Rueda de prensa que se realizó en enero de este año en Pyongyang

 La mujer que está justo al lado de la moderadora de esta rueda de prensa que fue transmitida por la televisión estatal norcoreana en enero de 2013 es la señora Ko. En marzo de 2011, consiguió salir de Corea del Norte cruzando el río Tumen hasta que finalmente pudo llegar a Corea del Sur. En el vídeo, Ko trataba de justificar de su "error" de salir del país junto al matrimonio que estaba sentado enfrente de decenas de personas que algunos hacían el bulto tratando de engañar al público exterior que la élite política era comprensible con los que habían traicionado a la patria. Explicaban que fueron "secuestrados" por los "guerrillas" surcoreanos y que fueron "vilmente" obligados a establecer en el país y abandonar "forzadamente" el socialismo norcoreano. 

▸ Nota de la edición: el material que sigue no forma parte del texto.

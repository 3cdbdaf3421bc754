//! Profile keys owned by the rating ledger.

/// The viewer id of the profile.
pub const VIEWER_ID: &str = "user_id";

/// JSON array of every [`VoteRecord`](crate::VoteRecord).
pub const VOTES: &str = "content_ratings";

/// JSON object mapping content id to the viewer's current vote kind.
pub const VIEWER_VOTES: &str = "user_ratings";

 La parte verdadera de la historia de Ko es la siguiente. Ella escapó de Corea del Norte sola y dejó a sus hijos en la casa de su hermano mayor. Su plan era que una vez que ella llegaba a Corea del Sur, tratar de traer a sus descendientes después de tener una cierta estabilidad. Pero su propósito no tuvo un final feliz a raíz de una discusión de pareja entre su hermano mayor y su cónyuge. Cuando llegaban al límite de la batalla verbal, ella amenazó con delatar que su hermana había escapado del país y que sus hijos iban a ser detenidos por el régimen. Sin poder hacer nada, él tenía "denunciar" el hecho a la comisaría. Los funcionarios del régimen se encargaron de engañar a la señora Ko diciendo que si no volvía de vuelta al país, sus hijos tendrían consecuencias graves. Y una vez llegado al destino, tenía la obligación de decir en la rueda de prensa que el régimen le había mandado hacia el "camino" correcto. 

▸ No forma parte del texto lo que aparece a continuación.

use std::fmt;
use std::str::FromStr;

use fh_types::ContentId;
use indexmap::IndexMap;
use serde::de::DeserializeOwned;
use serde::{Deserialize, Serialize};
use serde_json::Value;

/// Open, ordered attribute bag.
pub type Attributes = IndexMap<String, Value>;

/// Kind of a catalog entry.
#[derive(Clone, Copy, Debug, PartialEq, Eq, Hash, Serialize, Deserialize)]
#[serde(rename_all = "lowercase")]
pub enum ContentKind {
    Game,
    Movie,
    Series,
}

impl ContentKind {
    pub const ALL: [ContentKind; 3] = [Self::Game, Self::Movie, Self::Series];

    pub fn as_str(&self) -> &'static str {
        match self {
            Self::Game => "game",
            Self::Movie => "movie",
            Self::Series => "series",
        }
    }
}

impl fmt::Display for ContentKind {
    fn fmt(&self, f: &mut fmt::Formatter<'_>) -> fmt::Result {
        f.write_str(self.as_str())
    }
}

impl FromStr for ContentKind {
    type Err = String;

    fn from_str(s: &str) -> Result<Self, Self::Err> {
        Self::ALL
            .into_iter()
            .find(|k| k.as_str().eq_ignore_ascii_case(s.trim()))
            .ok_or_else(|| format!("unknown content type: {s}"))
    }
}

/// A catalog entry as seeded, including its category buckets.
#[derive(Clone, Debug, PartialEq, Serialize, Deserialize)]
pub struct ContentRecord {
    pub id: ContentId,
    pub title: String,
    #[serde(rename = "type")]
    pub kind: ContentKind,
    #[serde(default)]
    pub year: Option<String>,
    /// Editorial rating text such as `"9.2/10"`. Unrelated to viewer votes.
    #[serde(default)]
    pub rating: Option<String>,
    #[serde(default)]
    pub description: Option<String>,
    #[serde(default)]
    pub poster: Option<String>,
    #[serde(default)]
    pub background: Option<String>,
    #[serde(default)]
    pub metadata: Attributes,
    /// Bucket name (`characters`, `weapons`, ...) to items, in seed order.
    #[serde(default)]
    pub categories: IndexMap<String, Vec<CategoryItem>>,
    /// Trending rank; 0 means not trending, lower ranks come first.
    #[serde(default)]
    pub trending: u32,
    #[serde(default)]
    pub featured: bool,
}

impl ContentRecord {
    pub fn summary(&self) -> ContentSummary {
        ContentSummary {
            id: self.id.clone(),
            title: self.title.clone(),
            kind: self.kind,
            year: self.year.clone(),
            rating: self.rating.clone(),
            description: self.description.clone(),
            poster: self.poster.clone(),
            background: self.background.clone(),
            metadata: self.metadata.clone(),
            trending: self.trending,
            featured: self.featured,
        }
    }

    /// Case-insensitive substring match over title, description and type.
    pub fn matches(&self, needle_lower: &str) -> bool {
        self.title.to_lowercase().contains(needle_lower)
            || self
                .description
                .as_deref()
                .is_some_and(|d| d.to_lowercase().contains(needle_lower))
            || self.kind.as_str().contains(needle_lower)
    }

    /// Every category item flattened into entries, bucket by bucket.
    pub fn entries(&self) -> impl Iterator<Item = CategoryEntry> + '_ {
        self.categories.iter().flat_map(move |(bucket, items)| {
            items.iter().map(move |item| CategoryEntry {
                id: item.id.clone(),
                name: item.name.clone(),
                bucket: bucket.clone(),
                content_id: self.id.clone(),
                data: item.data.clone(),
            })
        })
    }
}

/// Catalog entry without its category buckets, as served by listing routes.
#[derive(Clone, Debug, PartialEq, Serialize, Deserialize)]
pub struct ContentSummary {
    pub id: ContentId,
    pub title: String,
    #[serde(rename = "type")]
    pub kind: ContentKind,
    pub year: Option<String>,
    pub rating: Option<String>,
    pub description: Option<String>,
    pub poster: Option<String>,
    pub background: Option<String>,
    pub metadata: Attributes,
    pub trending: u32,
    pub featured: bool,
}

/// An item inside a category bucket.
#[derive(Clone, Debug, PartialEq, Serialize, Deserialize)]
#[serde(from = "RawCategoryItem")]
pub struct CategoryItem {
    pub id: String,
    pub name: String,
    /// Category type; names the bucket the item belongs to.
    #[serde(rename = "type")]
    pub kind: String,
    pub data: CategoryData,
}

#[derive(Deserialize)]
struct RawCategoryItem {
    id: String,
    name: String,
    #[serde(rename = "type")]
    kind: String,
    #[serde(default)]
    data: Attributes,
}

impl From<RawCategoryItem> for CategoryItem {
    fn from(raw: RawCategoryItem) -> Self {
        let data = CategoryData::from_attributes(&raw.kind, raw.data);
        Self {
            id: raw.id,
            name: raw.name,
            kind: raw.kind,
            data,
        }
    }
}

/// A category item flattened out of its content, with the owning content id.
#[derive(Clone, Debug, PartialEq, Serialize)]
pub struct CategoryEntry {
    pub id: String,
    pub name: String,
    /// Name of the bucket the item was found in.
    #[serde(rename = "type")]
    pub bucket: String,
    #[serde(rename = "contentId")]
    pub content_id: ContentId,
    pub data: CategoryData,
}

/// Display attributes of a category item.
///
/// Buckets with a known shape decode into a typed variant; anything else,
/// including a known bucket whose fields do not fit or would not serialize
/// back unchanged (empty lists, nulls), stays an open bag.
/// Every variant serializes as the flat attribute bag.
#[derive(Clone, Debug, PartialEq, Serialize)]
#[serde(untagged)]
pub enum CategoryData {
    Character(CharacterData),
    Weapon(WeaponData),
    Location(LocationData),
    Other(Attributes),
}

impl CategoryData {
    pub fn from_attributes(category_type: &str, bag: Attributes) -> Self {
        let typed = match category_type {
            "characters" => decode(&bag).map(Self::Character),
            "weapons" => decode(&bag).map(Self::Weapon),
            "locations" => decode(&bag).map(Self::Location),
            _ => None,
        };
        typed.unwrap_or(Self::Other(bag))
    }

    /// The attributes as `(name, display text)` pairs, sorted by name.
    ///
    /// Arrays are joined with `", "`; nested objects fall back to JSON text.
    pub fn display_pairs(&self) -> Vec<(String, String)> {
        let Ok(Value::Object(map)) = serde_json::to_value(self) else {
            return Vec::new();
        };
        map.into_iter()
            .map(|(k, v)| (k, display_value(&v)))
            .collect()
    }
}

/// Decode `bag` into `T` only if `T` serializes back to the same attributes.
fn decode<T: DeserializeOwned + Serialize>(bag: &Attributes) -> Option<T> {
    let object = Value::Object(bag.iter().map(|(k, v)| (k.clone(), v.clone())).collect());
    let typed: T = serde_json::from_value(object.clone()).ok()?;
    let lossless = serde_json::to_value(&typed).is_ok_and(|back| back == object);
    lossless.then_some(typed)
}

/// Display text of one attribute value. Strings print bare, arrays are joined
/// with `", "` and anything else prints as JSON.
pub fn display_value(value: &Value) -> String {
    match value {
        Value::String(s) => s.clone(),
        Value::Array(items) => items
            .iter()
            .map(display_value)
            .collect::<Vec<_>>()
            .join(", "),
        other => other.to_string(),
    }
}

#[derive(Clone, Debug, Default, PartialEq, Eq, Serialize, Deserialize)]
#[serde(deny_unknown_fields)]
pub struct CharacterData {
    #[serde(default, skip_serializing_if = "Option::is_none")]
    pub role: Option<String>,
    #[serde(default, skip_serializing_if = "Option::is_none")]
    pub age: Option<String>,
    #[serde(default, skip_serializing_if = "Option::is_none")]
    pub location: Option<String>,
    #[serde(default, skip_serializing_if = "Option::is_none")]
    pub status: Option<String>,
    #[serde(default, skip_serializing_if = "Option::is_none")]
    pub description: Option<String>,
    #[serde(default, skip_serializing_if = "Option::is_none")]
    pub image: Option<String>,
    #[serde(default, skip_serializing_if = "Vec::is_empty")]
    pub tags: Vec<String>,
}

#[derive(Clone, Debug, Default, PartialEq, Eq, Serialize, Deserialize)]
#[serde(deny_unknown_fields)]
pub struct WeaponData {
    #[serde(rename = "type", default, skip_serializing_if = "Option::is_none")]
    pub kind: Option<String>,
    #[serde(default, skip_serializing_if = "Option::is_none")]
    pub damage: Option<String>,
    #[serde(default, skip_serializing_if = "Option::is_none")]
    pub rarity: Option<String>,
    #[serde(default, skip_serializing_if = "Option::is_none")]
    pub description: Option<String>,
    #[serde(default, skip_serializing_if = "Option::is_none")]
    pub image: Option<String>,
}

#[derive(Clone, Debug, Default, PartialEq, Eq, Serialize, Deserialize)]
#[serde(deny_unknown_fields)]
pub struct LocationData {
    #[serde(rename = "type", default, skip_serializing_if = "Option::is_none")]
    pub kind: Option<String>,
    #[serde(default, skip_serializing_if = "Option::is_none")]
    pub description: Option<String>,
    #[serde(default, skip_serializing_if = "Option::is_none")]
    pub image: Option<String>,
}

 El régimen le hizo una falsa promesa de obsequiar una casa para su familia. El control era demasiada exhaustivo contra ella y Ko no dudó en escapar otra vez del país. Pero esta vez, su intentó fracasó y fue detenida en la frontera entre Corea del Norte y China. Fue llevada inmediatamente a un campo de concentración sin saber en la cual. Los rumores se han extendido de tal magnitud entre los habitantes del país que ya nadie cree la emisión de las ruedas de prensa de aquellos que vuelven por "voluntad propia" a Corea del Norte. Siguen pensando que lo que ven en la televisión es una mentira. 

4 jul. 2013

¿Que fue de aquellos hombres bajos?


 En la década de los setenta, Kim Il-Sung dio la orden de construir un campo de concentración en la zona de Jeong-Pyong, situado en la provincia de Hamkyung-Sur para encarcelar a todos los hombres norcoreanos que no superaban la estatura estándar que establecía en Corea del Norte. Su intención de construir una nación "impecable" hizo desaparecer a personas que a los ojos del régimen, eran considerados como animales. No existen datos estadísticos de cuantas personas han sido desaparecidas durante aquella persecución hacia aquellos individuos inocentes.

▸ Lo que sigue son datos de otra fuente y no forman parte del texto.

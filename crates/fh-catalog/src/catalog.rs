use std::collections::HashSet;
use std::path::Path;

use fh_types::ContentId;
use tracing::debug;

use crate::error::{CatalogError, CatalogResult};
use crate::model::{CategoryEntry, ContentKind, ContentRecord, ContentSummary};

/// Maximum number of entries returned by the trending and featured lists.
pub const LIST_LIMIT: usize = 20;

const SEED: &str = include_str!("../seed/catalog.json");

/// Read-only view of the content catalog.
///
/// Lookups never fail: unknown ids yield `None` or an empty list.
pub trait ContentCatalog: Send + Sync {
    /// Every content, in seed order.
    fn all(&self) -> Vec<ContentSummary>;

    fn by_id(&self, id: &ContentId) -> Option<ContentSummary>;

    fn by_type(&self, kind: ContentKind) -> Vec<ContentSummary>;

    /// Up to [`LIST_LIMIT`] contents with a positive trending rank, ordered
    /// by rank. Equal ranks keep seed order.
    fn trending(&self) -> Vec<ContentSummary>;

    /// Up to [`LIST_LIMIT`] featured contents, in seed order.
    fn featured(&self) -> Vec<ContentSummary>;

    /// Contents whose title, description or type contains `query`,
    /// ignoring case.
    fn search(&self, query: &str) -> Vec<ContentSummary>;

    /// Every category item of a content, flattened. Empty for unknown ids.
    fn categories_of(&self, id: &ContentId) -> Vec<CategoryEntry>;

    /// First category item with this id across the whole catalog.
    fn category(&self, id: &str) -> Option<CategoryEntry>;
}

/// Catalog held entirely in memory, loaded once at startup.
#[derive(Clone, Debug)]
pub struct InMemoryCatalog {
    records: Vec<ContentRecord>,
}

impl InMemoryCatalog {
    pub fn new(records: Vec<ContentRecord>) -> CatalogResult<Self> {
        let mut seen = HashSet::new();
        for record in &records {
            if !seen.insert(&record.id) {
                return Err(CatalogError::DuplicateContent(record.id.clone()));
            }
        }
        Ok(Self { records })
    }

    /// The catalog bundled with the crate.
    pub fn seeded() -> CatalogResult<Self> {
        Self::from_json_str(SEED)
    }

    /// Parse a JSON array of content records.
    pub fn from_json_str(json: &str) -> CatalogResult<Self> {
        let records: Vec<ContentRecord> = serde_json::from_str(json)?;
        let catalog = Self::new(records)?;
        debug!(contents = catalog.len(), "catalog loaded");
        Ok(catalog)
    }

    /// Read and parse a catalog file.
    pub fn load(path: impl AsRef<Path>) -> CatalogResult<Self> {
        let path = path.as_ref();
        let json = std::fs::read_to_string(path).map_err(|source| CatalogError::Io {
            path: path.to_path_buf(),
            source,
        })?;
        Self::from_json_str(&json)
    }

    pub fn records(&self) -> &[ContentRecord] {
        &self.records
    }

    pub fn len(&self) -> usize {
        self.records.len()
    }

    pub fn is_empty(&self) -> bool {
        self.records.is_empty()
    }

    fn record(&self, id: &ContentId) -> Option<&ContentRecord> {
        self.records.iter().find(|r| &r.id == id)
    }

    fn summaries<'a>(
        &'a self,
        filter: impl Fn(&ContentRecord) -> bool + 'a,
    ) -> impl Iterator<Item = ContentSummary> + 'a {
        self.records
            .iter()
            .filter(move |r| filter(*r))
            .map(ContentRecord::summary)
    }
}

impl ContentCatalog for InMemoryCatalog {
    fn all(&self) -> Vec<ContentSummary> {
        self.summaries(|_| true).collect()
    }

    fn by_id(&self, id: &ContentId) -> Option<ContentSummary> {
        self.record(id).map(ContentRecord::summary)
    }

    fn by_type(&self, kind: ContentKind) -> Vec<ContentSummary> {
        self.summaries(move |r| r.kind == kind).collect()
    }

    fn trending(&self) -> Vec<ContentSummary> {
        let mut trending: Vec<ContentSummary> = self.summaries(|r| r.trending > 0).collect();
        // sort_by_key is stable
        trending.sort_by_key(|s| s.trending);
        trending.truncate(LIST_LIMIT);
        trending
    }

    fn featured(&self) -> Vec<ContentSummary> {
        self.summaries(|r| r.featured).take(LIST_LIMIT).collect()
    }

    fn search(&self, query: &str) -> Vec<ContentSummary> {
        let needle = query.to_lowercase();
        self.summaries(move |r| r.matches(&needle)).collect()
    }

    fn categories_of(&self, id: &ContentId) -> Vec<CategoryEntry> {
        self.record(id)
            .map(|r| r.entries().collect())
            .unwrap_or_default()
    }

    fn category(&self, id: &str) -> Option<CategoryEntry> {
        self.records
            .iter()
            .flat_map(|r| r.entries())
            .find(|e| e.id == id)
    }
}

#[cfg(test)]
mod tests {
    use std::io::Write;

    use super::*;
    use crate::model::CategoryData;

    fn seeded() -> InMemoryCatalog {
        InMemoryCatalog::seeded().unwrap()
    }

    fn record(id: &str, trending: u32, featured: bool) -> String {
        format!(
            r#"{{"id":"{id}","title":"{id}","type":"game","trending":{trending},"featured":{featured}}}"#
        )
    }

    fn catalog_of(records: &[String]) -> InMemoryCatalog {
        InMemoryCatalog::from_json_str(&format!("[{}]", records.join(","))).unwrap()
    }

    fn ids(list: &[ContentSummary]) -> Vec<&str> {
        list.iter().map(|s| s.id.as_str()).collect()
    }

    // -----------------------------------------------------------------------
    // Seed
    // -----------------------------------------------------------------------

    #[test]
    fn seed_loads() {
        let catalog = seeded();
        assert_eq!(catalog.len(), 15);
        assert_eq!(catalog.all()[0].id.as_str(), "the-last-of-us");
    }

    #[test]
    fn seed_has_each_kind() {
        let catalog = seeded();
        for kind in ContentKind::ALL {
            assert!(!catalog.by_type(kind).is_empty(), "no {kind} in seed");
        }
    }

    #[test]
    fn by_id_known_and_unknown() {
        let catalog = seeded();
        let matrix = catalog.by_id(&ContentId::new("matrix")).unwrap();
        assert_eq!(matrix.kind, ContentKind::Movie);
        assert!(catalog.by_id(&ContentId::new("nope")).is_none());
    }

    // -----------------------------------------------------------------------
    // Lists
    // -----------------------------------------------------------------------

    #[test]
    fn trending_orders_by_rank_and_skips_zero() {
        let catalog = catalog_of(&[
            record("c", 3, false),
            record("none", 0, false),
            record("a", 1, false),
            record("b1", 2, false),
            record("b2", 2, false),
        ]);
        assert_eq!(ids(&catalog.trending()), vec!["a", "b1", "b2", "c"]);
    }

    #[test]
    fn trending_and_featured_cap_at_limit() {
        let many: Vec<String> = (1..=25).map(|i| record(&format!("c{i}"), i, true)).collect();
        let catalog = catalog_of(&many);
        assert_eq!(catalog.trending().len(), LIST_LIMIT);
        assert_eq!(catalog.featured().len(), LIST_LIMIT);
        assert_eq!(catalog.featured()[0].id.as_str(), "c1");
    }

    #[test]
    fn seed_trending_starts_at_rank_one() {
        let trending = seeded().trending();
        assert_eq!(trending[0].id.as_str(), "the-last-of-us");
        assert!(trending.windows(2).all(|w| w[0].trending <= w[1].trending));
    }

    // -----------------------------------------------------------------------
    // Search
    // -----------------------------------------------------------------------

    #[test]
    fn search_is_case_insensitive() {
        let catalog = seeded();
        assert_eq!(ids(&catalog.search("MATRIX")), vec!["matrix"]);
    }

    #[test]
    fn search_matches_type() {
        let catalog = seeded();
        let hits = catalog.search("series");
        for series in catalog.by_type(ContentKind::Series) {
            assert!(hits.contains(&series), "{} missing", series.id);
        }
    }

    #[test]
    fn search_without_match_is_empty() {
        assert!(seeded().search("zzzz-no-such-title").is_empty());
    }

    // -----------------------------------------------------------------------
    // Categories
    // -----------------------------------------------------------------------

    #[test]
    fn categories_are_flattened_in_bucket_order() {
        let entries = seeded().categories_of(&ContentId::new("the-last-of-us"));
        let buckets: Vec<_> = entries.iter().map(|e| e.bucket.as_str()).collect();
        assert_eq!(buckets, vec!["characters", "characters", "weapons", "locations"]);
        assert!(entries.iter().all(|e| e.content_id.as_str() == "the-last-of-us"));
        assert!(matches!(entries[0].data, CategoryData::Character(_)));
        assert!(matches!(entries[2].data, CategoryData::Weapon(_)));
        assert!(matches!(entries[3].data, CategoryData::Location(_)));
    }

    #[test]
    fn categories_of_unknown_content_is_empty() {
        assert!(seeded().categories_of(&ContentId::new("nope")).is_empty());
    }

    #[test]
    fn category_lookup_across_contents() {
        let catalog = seeded();
        let entry = catalog.category("revolver").unwrap();
        assert_eq!(entry.content_id.as_str(), "the-last-of-us");
        assert_eq!(entry.bucket, "weapons");
        assert!(catalog.category("nope").is_none());
    }

    #[test]
    fn open_buckets_stay_open() {
        let entries = seeded().categories_of(&ContentId::new("doors-roblox"));
        assert!(!entries.is_empty());
        assert!(entries.iter().all(|e| matches!(e.data, CategoryData::Other(_))));
    }

    // -----------------------------------------------------------------------
    // Loading
    // -----------------------------------------------------------------------

    #[test]
    fn duplicate_ids_are_rejected() {
        let err = InMemoryCatalog::from_json_str(&format!(
            "[{},{}]",
            record("x", 0, false),
            record("x", 1, false)
        ))
        .unwrap_err();
        assert!(matches!(err, CatalogError::DuplicateContent(id) if id.as_str() == "x"));
    }

    #[test]
    fn malformed_document_is_rejected() {
        assert!(matches!(
            InMemoryCatalog::from_json_str("{"),
            Err(CatalogError::Parse(_))
        ));
    }

    #[test]
    fn load_from_file() {
        let mut file = tempfile::NamedTempFile::new().unwrap();
        write!(file, "[{}]", record("solo", 1, true)).unwrap();
        let catalog = InMemoryCatalog::load(file.path()).unwrap();
        assert_eq!(ids(&catalog.featured()), vec!["solo"]);
    }

    #[test]
    fn load_missing_file_is_io_error() {
        let dir = tempfile::tempdir().unwrap();
        assert!(matches!(
            InMemoryCatalog::load(dir.path().join("absent.json")),
            Err(CatalogError::Io { .. })
        ));
    }
}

 En aquel campo específico, entraban además los descendientes de los encarcelados sin importar la edad y aquellos niños fueron obligados a realizar trabajos forzados y meses después morían por agotamiento físico extremo y hambre. Solamente por las noches podían estar reunidos en celdas diminutas esperando que cada día no sea el día de su muerte. Antes de entrar al centro, a todos los hombres se le realización vasectomía para que no pudieran tener más hijos en adelante. Sus labores que se realizaban a diario eran cultivos de distintas verduras pero las horas de trabajo eran interminables y cada día acababan exhaustos.

 Según el refugiado que contó esta parte de la realidad norcoreana, escondido bajo el ficticio apellido Ri, dicho campo de concentración desapareció. No porque al régimen le hubiera cambiado su decisión errónea de forma repentina sino para asesinar de forma impune a todos los que estaban ahí por orden de los que dirigían el país. No se sabe nada de los anónimos. Sus nombres, sus cuerpos, ni siquiera sus recuerdos se marcharon del hermetismo norcoreano y que difícilmente podríamos recuperar esas memorias aunque haya sucedido la reunificación en el futuro.